Феллини: — Жареным!? О чем ты! Скучнейшая оргия импотентов! Людей, не способных возбудиться от жизни, от ее живой крови. Утехи мумий, придумывающих идиотские развлечения и умирающих от скуки! Это паноптикум, Джульетта! От их сладкой жизни хочется блевать.

Джульетта (снова берясь за вязание): — Болтают, что Линда Стейнбек неспроста крутится здесь.

Феллини:: — Линда? Остроумная голландка. Хочет написать книгу обо мне. Флиртует с Моравиа.

Джульетта: — И с тобой. Болтают, что вы устраиваете вечеринки на троих.

Феллини: — Что за чушь, Джульетта! Фу! Как ты можешь даже повторять такое! Всем известно, чего стоят киносплетни. (обиженно) Честное слово, ты меня иногда удивляешь…

К столику подходит молодая, красивая, экстравагантная женщина. Чмокает Джульетту и Феллини:

Джульетта: — Привет, Линда. Легка на помине.

Линда: — Забежала на минутку сказать, что вечером вы приглашены на встречу с европейской прессой. И со мной, как ее лучшим представителем, в том числе!

Джульетта: — Страшно интересно! Но мы с Федерико как раз хотели проехаться и поговорить о фильме… Ты же знаешь, он вдохновляется во время езды.

Линда: — Маэстро водит машину мистически! Полное впечатление, что она парит над землей… Твой муж факир, Джулия… Тогда до завтра. Чао, влюбленные!

Феллини: — Постой, Линда! Ужин с европейской прессой — это довольно интересно. (жене) Джульетта, в чем дело, ты же сама меня постоянно упрекаешь в нежелании поддерживать нужные связи!

Джульетта: — Еще как упрекаю! Обязательно поезжай на ужин с прессой! Я посижу дома. Такая путаница со студийными счетами и оплатой актеров — надо разобраться. Ты тогда сказал очень верно. Да, Федерико — у меня есть ты. И это иногда очень и даже слишком много.

Феллини: — Жаль, что ты не в настроении, милая. Ну что ж, бывает. Отдохни, расслабься. Пойдем, Линда.

Линда, чмокая Джульетту: — Я за ним присмотрю.

Феллини: издали: — Джульетта, я вернусь поздно.

Джульетта (бормочет): — Кто тебе сказал, что ты вообще должен возвращаться?

(На экране КАДРЫ В ФОНТАНЕ из «Сладкой жизни», на их фоне слова Журналиста.

Журналист: — Он всегда возвращался.

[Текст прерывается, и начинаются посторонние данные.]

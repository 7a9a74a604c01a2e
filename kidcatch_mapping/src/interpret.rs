// Free-text → lexicon entry resolution.
//
// Every input resolves to *some* entry. Resolution is an ordered chain of
// tiers, first match wins:
//
//   1. Predefined: the normalized input contains a predefined table key
//      (scanned in file order). The hand-authored entry is returned as-is.
//   2. Keyword: the input contains a glyph-only keyword (file order). The
//      glyph comes from the keyword table; the text comes from the first
//      category list containing that keyword (animal, food, vehicle, in file
//      order), or from the neutral default template.
//   3. Generic: a placeholder glyph plus text that quotes the raw input.
//      This tier always succeeds, which makes the chain total.
//
// Catchers run the same chain against their own tables; their keyword tier
// has a single template (no categories) and their generic glyph is a pair of
// hands.
//
// Matching is substring containment, not equality. When one key is a
// substring of another the earlier-declared key wins, e.g. "熊貓" hits the
// keyword "熊" (🐻) before reaching "熊貓" (🐼). Downstream text depends on
// which entry wins, so this is preserved exactly.
//
// Normalization is `trim` + `to_lowercase`. Lowercasing is a no-op for the
// CJK keys; it only matters for mixed-script input. The generic tier echoes
// the input *before* normalization.
//
// See also: `describe.rs` (consumes resolved entries), `configure.rs`
// (applies the resolver to each creation-step answer).

use crate::types::{
    CatcherEntry, EntryKind, Interpretation, LexiconEntry, MatchTier, ObjectEntry,
};
use crate::{Lexicon, ObjectTemplate, default_lexicon};

/// One input prepared for matching.
struct Query<'a> {
    raw: &'a str,
    normalized: String,
}

impl<'a> Query<'a> {
    fn new(raw: &'a str) -> Self {
        Self {
            raw,
            normalized: raw.trim().to_lowercase(),
        }
    }

    fn contains(&self, key: &str) -> bool {
        !key.is_empty() && self.normalized.contains(&key.to_lowercase())
    }
}

/// An entry plus how it was found.
struct Resolved<E> {
    tier: MatchTier,
    matched_key: Option<String>,
    entry: E,
}

/// A tier that may decline the input.
type Tier<E> = fn(&Lexicon, &Query<'_>) -> Option<Resolved<E>>;

/// The tier that never declines.
type Terminal<E> = fn(&Lexicon, &Query<'_>) -> Resolved<E>;

const OBJECT_TIERS: [Tier<ObjectEntry>; 2] = [predefined_object, keyword_object];
const CATCHER_TIERS: [Tier<CatcherEntry>; 2] = [predefined_catcher, keyword_catcher];

fn run_chain<E>(
    lexicon: &Lexicon,
    query: &Query<'_>,
    tiers: &[Tier<E>],
    terminal: Terminal<E>,
) -> Resolved<E> {
    tiers
        .iter()
        .find_map(|tier| tier(lexicon, query))
        .unwrap_or_else(|| terminal(lexicon, query))
}

fn fill_template(template: &str, placeholder: &str, value: &str) -> String {
    template.replace(placeholder, value)
}

fn predefined_object(lexicon: &Lexicon, query: &Query<'_>) -> Option<Resolved<ObjectEntry>> {
    lexicon
        .objects
        .iter()
        .find(|o| query.contains(&o.key))
        .map(|o| Resolved {
            tier: MatchTier::Predefined,
            matched_key: Some(o.key.clone()),
            entry: o.entry.clone(),
        })
}

fn keyword_object(lexicon: &Lexicon, query: &Query<'_>) -> Option<Resolved<ObjectEntry>> {
    let hit = lexicon
        .object_keywords
        .iter()
        .find(|k| query.contains(&k.keyword))?;

    let template: &ObjectTemplate = lexicon
        .object_categories
        .iter()
        .find(|c| c.keywords.iter().any(|k| *k == hit.keyword))
        .map(|c| &c.template)
        .unwrap_or(&lexicon.object_keyword_default);

    Some(Resolved {
        tier: MatchTier::Keyword,
        matched_key: Some(hit.keyword.clone()),
        entry: ObjectEntry {
            visual: hit.visual.clone(),
            behavior: fill_template(&template.behavior, "{keyword}", &hit.keyword),
            special_effect: fill_template(&template.special_effect, "{keyword}", &hit.keyword),
            emotional_value: fill_template(&template.emotional_value, "{keyword}", &hit.keyword),
        },
    })
}

fn generic_object(lexicon: &Lexicon, query: &Query<'_>) -> Resolved<ObjectEntry> {
    let generic = &lexicon.object_generic;
    Resolved {
        tier: MatchTier::Generic,
        matched_key: None,
        entry: ObjectEntry {
            visual: generic.visual.clone(),
            behavior: fill_template(&generic.behavior, "{input}", query.raw),
            special_effect: fill_template(&generic.special_effect, "{input}", query.raw),
            emotional_value: fill_template(&generic.emotional_value, "{input}", query.raw),
        },
    }
}

fn predefined_catcher(lexicon: &Lexicon, query: &Query<'_>) -> Option<Resolved<CatcherEntry>> {
    lexicon
        .catchers
        .iter()
        .find(|c| query.contains(&c.key))
        .map(|c| Resolved {
            tier: MatchTier::Predefined,
            matched_key: Some(c.key.clone()),
            entry: c.entry.clone(),
        })
}

fn keyword_catcher(lexicon: &Lexicon, query: &Query<'_>) -> Option<Resolved<CatcherEntry>> {
    let hit = lexicon
        .catcher_keywords
        .iter()
        .find(|k| query.contains(&k.keyword))?;
    let template = &lexicon.catcher_keyword_template;

    Some(Resolved {
        tier: MatchTier::Keyword,
        matched_key: Some(hit.keyword.clone()),
        entry: CatcherEntry {
            visual: hit.visual.clone(),
            size: template.size,
            special_ability: fill_template(&template.special_ability, "{keyword}", &hit.keyword),
            emotional_value: fill_template(&template.emotional_value, "{keyword}", &hit.keyword),
        },
    })
}

fn generic_catcher(lexicon: &Lexicon, query: &Query<'_>) -> Resolved<CatcherEntry> {
    let generic = &lexicon.catcher_generic;
    Resolved {
        tier: MatchTier::Generic,
        matched_key: None,
        entry: CatcherEntry {
            visual: generic.visual.clone(),
            size: generic.size,
            special_ability: fill_template(&generic.special_ability, "{input}", query.raw),
            emotional_value: fill_template(&generic.emotional_value, "{input}", query.raw),
        },
    }
}

impl Lexicon {
    /// Resolve an object answer. Total: never fails, never returns an empty glyph.
    pub fn resolve_object(&self, input: &str) -> ObjectEntry {
        run_chain(self, &Query::new(input), &OBJECT_TIERS, generic_object).entry
    }

    /// Resolve a catcher answer. Total, like `resolve_object`.
    pub fn resolve_catcher(&self, input: &str) -> CatcherEntry {
        run_chain(self, &Query::new(input), &CATCHER_TIERS, generic_catcher).entry
    }

    /// Kind-dispatched resolve.
    pub fn resolve(&self, input: &str, kind: EntryKind) -> LexiconEntry {
        self.interpret(input, kind).entry
    }

    /// Resolve and keep the provenance (tier and matched key).
    pub fn interpret(&self, input: &str, kind: EntryKind) -> Interpretation {
        let query = Query::new(input);
        let (tier, matched_key, entry) = match kind {
            EntryKind::Object => {
                let r = run_chain(self, &query, &OBJECT_TIERS, generic_object);
                (r.tier, r.matched_key, LexiconEntry::Object(r.entry))
            }
            EntryKind::Catcher => {
                let r = run_chain(self, &query, &CATCHER_TIERS, generic_catcher);
                (r.tier, r.matched_key, LexiconEntry::Catcher(r.entry))
            }
        };
        Interpretation {
            input: input.to_string(),
            tier,
            matched_key,
            entry,
        }
    }

    /// Name of the first keyword category containing `keyword`, if any.
    pub fn keyword_category(&self, keyword: &str) -> Option<&str> {
        self.object_categories
            .iter()
            .find(|c| c.keywords.iter().any(|k| k == keyword))
            .map(|c| c.name.as_str())
    }
}

/// `Lexicon::resolve` against the default lexicon.
pub fn resolve(input: &str, kind: EntryKind) -> LexiconEntry {
    default_lexicon().resolve(input, kind)
}

/// `Lexicon::resolve_object` against the default lexicon.
pub fn resolve_object(input: &str) -> ObjectEntry {
    default_lexicon().resolve_object(input)
}

/// `Lexicon::resolve_catcher` against the default lexicon.
pub fn resolve_catcher(input: &str) -> CatcherEntry {
    default_lexicon().resolve_catcher(input)
}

И она принимала его со всеми покаяниями и клятвами «никогда впредь…» Она ублажала его друзей и коллег, утверждала актеров. Ездила выбирать натуру и сопровождала мужа во всех съемочных экспедициях. Ее усилиями устраивались проблемы финансирования, отзывы прессы. Эх, чудо–женщина — Джульетта! Да она не могла быть иной — ведь у нее был Феллини! Эта глыбища, этот властитель миллионов умов ХХ века, великий магистр киноимперии. Ее муж, ее режиссер, ее судьба…

СНОВА высвечиваются две Кровати по краям сцены. Перекрестный диалог с присутствием Журналиста.

Феллини в своей палате как бы отвечает на последнюю реплику Журналиста: — Как можно считаться, кто для кого и что сделал в союзе двух любящих?! «Семья» — это понятие не для нас. Узко, тесно. Мы ведь не только муж и жена — это слишком просто. Не маэстро и муза — звучит слишком абстрактно и выспренно. Но и не деловые партнеры — уж очень цинично. У нас особый тип единения. Мы — единый организм. Одна кровеносная система, одно дело, одни мысли, одна боль.

Джульетта: — Одна победа! У меня не было в «Сладкой жизни» даже эпизода. Но я была по–настоящему счастлива — огромный успех во все мире, призы, отличные сборы. Федерико не смущали даже нападки Церкви.

Феллини: — Как–то в Падуе, часа в два ночи, прогуливаясь в одиночестве, я увидел на портале какой–то церкви огромный плакат: «Помолимся за спасение души публично согрешившего Федерико Феллини». И траурная кайма по краю!

Журналист: — «Сладкая жизнь» возмутила католические круги. Как они завелись! Официальный орган Ватикана — газета «Оссерваторе романо» упрекала Феллини в слишком неприкрытом описании пороков общества и беспросветном пессимизме, греховном для католика… В воскресной проповеди уважаемый падре Кауттрокки назвал фильм «тошнотворной пакостью, чредой грязных историй, приемлемых для изложения лишь в суде и то лишь — при закрытых дверях». Представители католической церкви негодовали: требовали запретить фильм, сжечь негативы, отнять у Феллини заграничный паспорт и прочих наказаний для грешника. Знакомая, впрочем, история.